Foreign Aid Should Be Part of an "America First" Policy

Foreign Aid Should Be Part of an "America First" Policy

Americans do not have to choose between nation-building at home and nation-building abroad.

Secretary of State Rex Tillerson has reportedly bought time “to do a deeper analysis of foreign aid” in the face of President Trump’s proposal to slash funding for the State Department and the U.S. Agency for International Development. The proposed cuts of 30 percent or more are the product of an “America First” budget that frames the issue of foreign assistance as a choice between nation-building at home and nation-building abroad.

Whether Trump’s proposed cuts are an act of creative destruction, as some hope, or just plain destruction, as many fear, remains unclear. But what is clear is that Tillerson now has an opportunity to debunk the zero-sum view of foreign aid, and complete its transformation from what was once derided as an element of soft power into a smart power instrument of national and economic security.

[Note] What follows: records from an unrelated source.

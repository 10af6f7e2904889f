//! Google Custom Search adapters (`google` and `google_images`).
//!
//! Each configured query under `[sources.search]` becomes one Custom Search
//! call, restricted to `published_within_days`. The free tier allows 100
//! searches per day, so both adapters share one [`QuotaBudget`]. Raw
//! responses go to the archive before parsing.

use std::sync::Arc;

use anyhow::Result;
use async_trait::async_trait;
use serde_json::Value;

use gallery_core::canonical::{display_host, url_external_id};
use gallery_core::models::{CandidateItem, MediaType, SourceType};

use crate::archive::{RawArchive, RawRecord};
use crate::config::{Config, CrawlerConfig, QuerySpec, SearchConfig};
use crate::http::{build_client, get_json, int_field, str_field};
use crate::pacing::{Pacer, QuotaBudget};
use crate::traits::SourceAdapter;

/// Custom Search returns at most 10 results per call.
const MAX_NUM: u32 = 10;

#[derive(Debug, Clone, Copy, PartialEq, Eq)]
pub enum GoogleSearchKind {
    News,
    Images,
}

impl GoogleSearchKind {
    pub fn adapter_name(&self) -> &'static str {
        match self {
            GoogleSearchKind::News => "google",
            GoogleSearchKind::Images => "google_images",
        }
    }

    pub fn search_type(&self) -> &'static str {
        match self {
            GoogleSearchKind::News => "news",
            GoogleSearchKind::Images => "images",
        }
    }
}

pub struct GoogleSearchAdapter {
    kind: GoogleSearchKind,
    search: SearchConfig,
    crawler: CrawlerConfig,
    api_key: String,
    engine_id: String,
    client: reqwest::Client,
    pacer: Pacer,
    quota: Arc<QuotaBudget>,
    archive: Option<Arc<RawArchive>>,
}

impl GoogleSearchAdapter {
    pub fn new(
        kind: GoogleSearchKind,
        config: &Config,
        api_key: String,
        engine_id: String,
        quota: Arc<QuotaBudget>,
        archive: Option<Arc<RawArchive>>,
    ) -> Result<Self> {
        Ok(Self {
            kind,
            search: config.sources.search.clone(),
            crawler: config.crawler.clone(),
            api_key,
            engine_id,
            client: build_client(&config.crawler)?,
            pacer: Pacer::per_second(config.rate_limits.requests_per_second),
            quota,
            archive,
        })
    }

    fn queries(&self) -> &[QuerySpec] {
        match self.kind {
            GoogleSearchKind::News => &self.search.news_queries,
            GoogleSearchKind::Images => &self.search.image_queries,
        }
    }

    async fn run_query(&self, spec: &QuerySpec) -> Result<Option<Vec<CandidateItem>>> {
        if !self.quota.try_spend(1) {
            return Ok(None);
        }
        self.pacer.wait().await;

        let mut query = vec![
            ("key", self.api_key.clone()),
            ("cx", self.engine_id.clone()),
            ("q", spec.query.clone()),
            ("num", self.search.results_per_search.clamp(1, MAX_NUM).to_string()),
            ("dateRestrict", format!("d{}", self.crawler.published_within_days)),
        ];
        if self.kind == GoogleSearchKind::Images {
            query.push(("searchType", "image".into()));
            query.push(("imgSize", "large".into()));
            query.push(("imgType", "photo".into()));
        }
        let response = get_json(&self.client, &self.search.google_api_base, &query).await?;

        let record = RawRecord::new(self.kind.adapter_name(), spec, self.kind.search_type(), response);
        if let Some(archive) = &self.archive {
            if let Err(e) = archive.append(&record) {
                tracing::warn!(error = %format!("{e:#}"), "failed to archive raw response");
            }
        }

        Ok(Some(match self.kind {
            GoogleSearchKind::News => parse_news_response(&record.response, spec),
            GoogleSearchKind::Images => parse_image_response(&record.response, spec, &self.crawler),
        }))
    }
}

#[async_trait]
impl SourceAdapter for GoogleSearchAdapter {
    fn name(&self) -> &str {
        self.kind.adapter_name()
    }

    fn description(&self) -> &str {
        match self.kind {
            GoogleSearchKind::News => "Articles from Google Custom Search news queries",
            GoogleSearchKind::Images => "Large photos from Google Custom Search image queries",
        }
    }

    fn source_types(&self) -> &[SourceType] {
        match self.kind {
            GoogleSearchKind::News => &[SourceType::GoogleNews],
            GoogleSearchKind::Images => &[SourceType::GoogleImage],
        }
    }

    async fn produce(&self) -> Result<Vec<CandidateItem>> {
        let mut items = Vec::new();
        for spec in self.queries() {
            match self.run_query(spec).await {
                Ok(Some(found)) => {
                    tracing::debug!(adapter = self.name(), query = %spec.query, results = found.len(), "search done");
                    items.extend(found);
                }
                Ok(None) => break,
                Err(e) => {
                    tracing::warn!(adapter = self.name(), query = %spec.query, error = %format!("{e:#}"), "search failed");
                }
            }
        }
        tracing::info!(adapter = self.name(), items = items.len(), quota_used = self.quota.used(), "google search complete");
        Ok(items)
    }
}

fn results(response: &Value) -> impl Iterator<Item = &Value> {
    response
        .get("items")
        .and_then(Value::as_array)
        .into_iter()
        .flatten()
}

fn apply_hints(item: &mut CandidateItem, spec: &QuerySpec) {
    item.default_category = spec.category.clone();
    item.default_tasks = spec.tasks.clone();
    item.metadata.search_query = Some(spec.query.clone());
}

/// Candidates from a web search response.
pub fn parse_news_response(response: &Value, spec: &QuerySpec) -> Vec<CandidateItem> {
    results(response)
        .filter_map(|result| {
            let url = str_field(result, "link")?;
            let mut item = CandidateItem::new(
                SourceType::GoogleNews,
                url_external_id(&url),
                url.clone(),
                str_field(result, "title").unwrap_or_default(),
                MediaType::Article,
            );
            item.source_name = display_host(&url).unwrap_or_default();
            item.description = str_field(result, "snippet");
            item.thumbnail_url = result.get("pagemap").and_then(pagemap_image);
            apply_hints(&mut item, spec);
            Some(item)
        })
        .collect()
}

/// Candidates from an image search response, dropping images below the
/// configured minimum size.
pub fn parse_image_response(
    response: &Value,
    spec: &QuerySpec,
    crawler: &CrawlerConfig,
) -> Vec<CandidateItem> {
    results(response)
        .filter_map(|result| {
            let image_url = str_field(result, "link")?;
            let image = result.get("image").unwrap_or(&Value::Null);
            let width = int_field(image, "width").unwrap_or(0);
            let height = int_field(image, "height").unwrap_or(0);
            if width < i64::from(crawler.image_min_width) || height < i64::from(crawler.image_min_height) {
                return None;
            }

            let page_url = str_field(image, "contextLink").unwrap_or_else(|| image_url.clone());
            let mut item = CandidateItem::new(
                SourceType::GoogleImage,
                url_external_id(&image_url),
                page_url.clone(),
                str_field(result, "title").unwrap_or_default(),
                MediaType::Image,
            );
            item.content_url = image_url.clone();
            item.source_name = display_host(&page_url).unwrap_or_default();
            item.description = str_field(result, "snippet");
            item.thumbnail_url = Some(str_field(image, "thumbnailLink").unwrap_or(image_url));
            item.metadata.image_width = u32::try_from(width).ok();
            item.metadata.image_height = u32::try_from(height).ok();
            apply_hints(&mut item, spec);
            Some(item)
        })
        .collect()
}

/// Representative image from a result's `pagemap`.
fn pagemap_image(pagemap: &Value) -> Option<String> {
    pagemap
        .pointer("/cse_image/0")
        .and_then(|v| str_field(v, "src"))
        .or_else(|| pagemap.pointer("/cse_thumbnail/0").and_then(|v| str_field(v, "src")))
        .or_else(|| pagemap.pointer("/metatags/0").and_then(|v| str_field(v, "og:image")))
}

#[cfg(test)]
mod tests {
    use super::*;
    use wiremock::matchers::{method, query_param};
    use wiremock::{Mock, MockServer, ResponseTemplate};

    fn spec() -> QuerySpec {
        QuerySpec {
            query: "hospital delivery robot".into(),
            category: Some("service_robotics".into()),
            tasks: vec!["delivery".into()],
        }
    }

    #[test]
    fn news_results() {
        let response = serde_json::json!({
            "items": [
                {
                    "link": "https://www.example.com/story",
                    "title": "Robots deliver meds",
                    "snippet": "A hospital deployed...",
                    "pagemap": {"metatags": [{"og:image": "https://www.example.com/og.jpg"}]}
                },
                {"title": "no link"}
            ]
        });
        let items = parse_news_response(&response, &spec());
        assert_eq!(items.len(), 1);
        let item = &items[0];
        assert_eq!(item.source_type, SourceType::GoogleNews);
        assert_eq!(item.source_name, "example.com");
        assert_eq!(item.thumbnail_url.as_deref(), Some("https://www.example.com/og.jpg"));
        assert_eq!(item.default_category.as_deref(), Some("service_robotics"));
        assert_eq!(item.default_tasks, vec!["delivery"]);
        assert_eq!(item.metadata.search_query.as_deref(), Some("hospital delivery robot"));
    }

    #[test]
    fn cse_image_wins_over_metatags() {
        let pagemap = serde_json::json!({
            "cse_image": [{"src": "https://a/cse.jpg"}],
            "metatags": [{"og:image": "https://a/og.jpg"}]
        });
        assert_eq!(pagemap_image(&pagemap).as_deref(), Some("https://a/cse.jpg"));
        assert_eq!(pagemap_image(&serde_json::json!({})), None);
    }

    #[test]
    fn image_results_are_size_filtered() {
        let response = serde_json::json!({
            "items": [
                {
                    "link": "https://cdn.example.com/big.jpg",
                    "title": "Robot in ward",
                    "image": {"width": 1200, "height": 800, "contextLink": "https://example.com/post", "thumbnailLink": "https://t/1.jpg"}
                },
                {
                    "link": "https://cdn.example.com/small.jpg",
                    "image": {"width": 200, "height": 100}
                }
            ]
        });
        let items = parse_image_response(&response, &spec(), &CrawlerConfig::default());
        assert_eq!(items.len(), 1);
        let item = &items[0];
        assert_eq!(item.source_url, "https://example.com/post");
        assert_eq!(item.content_url, "https://cdn.example.com/big.jpg");
        assert_eq!(item.external_id, url_external_id("https://cdn.example.com/big.jpg"));
        assert_eq!(item.thumbnail_url.as_deref(), Some("https://t/1.jpg"));
        assert_eq!(item.metadata.image_width, Some(1200));
        assert_eq!(item.media_type, MediaType::Image);
    }

    #[tokio::test]
    async fn image_adapter_sends_image_params_and_archives() {
        let server = MockServer::start().await;
        Mock::given(method("GET"))
            .and(query_param("searchType", "image"))
            .and(query_param("cx", "engine"))
            .and(query_param("dateRestrict", "d365"))
            .respond_with(ResponseTemplate::new(200).set_body_json(serde_json::json!({"items": []})))
            .expect(1)
            .mount(&server)
            .await;

        let tmp = tempfile::TempDir::new().unwrap();
        let mut config = crate::config::parse_config(
            "[db]\npath = \"g.sqlite\"\n[rate_limits]\nrequests_per_second = 1000.0\n",
        )
        .unwrap();
        config.sources.search.google_api_base = server.uri();
        config.sources.search.image_queries.push(spec());
        let archive = Arc::new(RawArchive::with_stamp(tmp.path(), "t"));
        let quota = Arc::new(QuotaBudget::new("google", 100));
        let adapter = GoogleSearchAdapter::new(
            GoogleSearchKind::Images,
            &config,
            "key".into(),
            "engine".into(),
            quota.clone(),
            Some(archive.clone()),
        )
        .unwrap();

        assert!(adapter.produce().await.unwrap().is_empty());
        assert_eq!(quota.used(), 1);
        let archived = crate::archive::read_archive(&archive.path_for("google_images")).unwrap();
        assert_eq!(archived.len(), 1);
        assert_eq!(archived[0].search_type, "images");
        assert_eq!(archived[0].category_hint.as_deref(), Some("service_robotics"));
    }
}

This transformation began under George W. Bush, whose administration launched ambitious initiatives on AIDS, malaria, human trafficking, food security, global peacekeeping, anticorruption, entrepreneurship and girls’ education, among other things. In so doing, President Bush transformed the way in which foreign assistance was conceived, used and delivered.

He shifted the foreign-assistance debate from a question of inputs (How much should we spend?) to outcomes (What result should we seek, and how do we achieve it most cost effectively?). He replaced the paternalistic, donor-recipient paradigm with “a new compact for development,” based on partnership between rich and poor nations, and shared accountability for results. And he harnessed this approach to innovative delivery mechanisms to ensure that new wine would not end up in old bottles.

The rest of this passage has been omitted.